Kirk3gaard / 2023-basecalling-benchmarks

MIT License
27 stars 0 forks source link

Q about duplex reads #1

Open aistBMRG opened 1 year ago

aistBMRG commented 1 year ago

Hi,

Thanks very much for the benchmark -- interesting and in line with our in-house findings.

Now, small question. This is all based on simplex reads? Did you use duplex_tools to split reads? Actually, I tried guppy_basecaller previously to split the duplex reads but that seemed not to work (no reads annotated with _1 or _2, similar to duplex tools ...) ... any experience with this?

Also, after running dorado, did you perform any adapter trimming prior to assembly, maybe using guppy_barcoder? It seems that Flye is quite good at handling reads with adapters but just curious regarding your workflow.

My workflow now for multiplexed samples is to run dorado, then split into simplex reads using duplex_tools (duplex reads represent <5% of reads in our current dataset so I just ended up splitting the reads without duplex basecalling), then run guppy_barcoder for multiplexing and concurrent adapter/barcode trimming, remove CS DNA reads using nanolyse, assemble with flye and consensus generation using medaka ... does that sound reasonable to you?

Thanks for any input - it is very appreciated.

Dieter

Kirk3gaard commented 1 year ago

Hi Dieter

Really great to hear that it is in line with your in house results. Really impressed with the performance of the nanopore only assemblies that can be achieved with R10.4.1 data.

I did not do any adapter trimming. Flye seems to take care of that pretty well (https://github.com/fenderglass/Flye/issues/100#issuecomment-483867054).

Duplex fraction for this run was also pretty low as I loaded too much DNA. So that is why duplex data is not included in the benchmark even though it is even better for the assemblies. I just did not have enough data for doing proper subsetting.

Yes your workflow seems to be exactly what we are doing as well. Really convenient to be able to limit polishing to one round of medaka now and no other tools or sequencing data types.

Best regards Rasmus

aistBMRG commented 1 year ago

Hi Rasmus,

Thank for the quick response -- very much appreciate it.
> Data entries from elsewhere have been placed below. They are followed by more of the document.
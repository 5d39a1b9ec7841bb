use chrono::{Duration, NaiveDate};

use extraction_module::dates::parse_due_date;
use extraction_module::drafts::{Priority, TaskDraft};

use crate::sender_intel::SenderProfile;

/// Senders above this importance score escalate priority.
pub const HIGH_IMPORTANCE_THRESHOLD: f64 = 0.7;

/// What the pipeline knows about the conversation a message belongs to.
#[derive(Debug, Clone, Copy, Default)]
pub struct ThreadContext {
    pub is_reply: bool,
    pub prior_thread_tasks: i64,
}

impl ThreadContext {
    /// A reply in a thread that already produced tasks is "active".
    pub fn is_active_reply(&self) -> bool {
        self.is_reply || self.prior_thread_tasks > 0
    }
}

#[derive(Debug, Clone, Copy, PartialEq, Eq)]
pub struct DeadlineAnalysis {
    pub due_date: Option<NaiveDate>,
    pub reminder_date: Option<NaiveDate>,
    pub priority: Priority,
}

/// Infer due date, reminder date and priority for one task draft.
///
/// Best-effort by contract: a miss on every date pattern leaves the dates
/// null and the priority at the extractor's default. This function never
/// fails and so can never block persistence.
pub fn analyze_deadline(
    draft: &TaskDraft,
    thread: &ThreadContext,
    sender: Option<&SenderProfile>,
    today: NaiveDate,
) -> DeadlineAnalysis {
    let due_date = draft
        .when
        .as_deref()
        .and_then(parse_due_date)
        .or_else(|| parse_due_date(&draft.tags.join(" ")));

    // Remind the day before, never in the past.
    let reminder_date = due_date.map(|due| {
        let candidate = due - Duration::days(1);
        if candidate < today {
            today
        } else {
            candidate
        }
    });

    let mut priority = draft.priority;
    let important_sender = sender
        .map(|profile| profile.importance_score >= HIGH_IMPORTANCE_THRESHOLD)
        .unwrap_or(false);
    if important_sender {
        priority = priority.escalate();
    }
    if draft
        .business_impact
        .as_deref()
        .map(|impact| impact.eq_ignore_ascii_case("high"))
        .unwrap_or(false)
    {
        priority = priority.escalate();
    }
    if thread.is_active_reply() {
        priority = priority.escalate();
    }

    DeadlineAnalysis {
        due_date,
        reminder_date,
        priority,
    }
}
Yes, using only ONT reads makes things much easier, quite amazing the accuracy that can be achieved now.

Just a small remaining question. I guess R10.4.1 data can/will contain chimeric reads. In your analysis, you did not need to split the reads based on adapters, as your lab described in the Nature Methods paper, using duplex_tools? Just getting started again with ONT sequencing after a break and things are moving so quickly so my knowledge is quickly outdated ...

Thanks!

Dieter

Kirk3gaard commented 1 year ago

Hi Dieter

You are right. R10.4.1 data will contain chimeric reads from molecules that have been ligated together. I did not take that into account in this analysis these reads are straight from the basecaller except q10 filter for HAC and SUP. How much of the data that consists of chimeric reads will vary depending on the library prep so it might be safer to at least run the splitting tool and check whether it could be a problem. It has been very clear when we have been sequencing amplicons in the past that we have had read length peaks for multiple lengths of the 16S.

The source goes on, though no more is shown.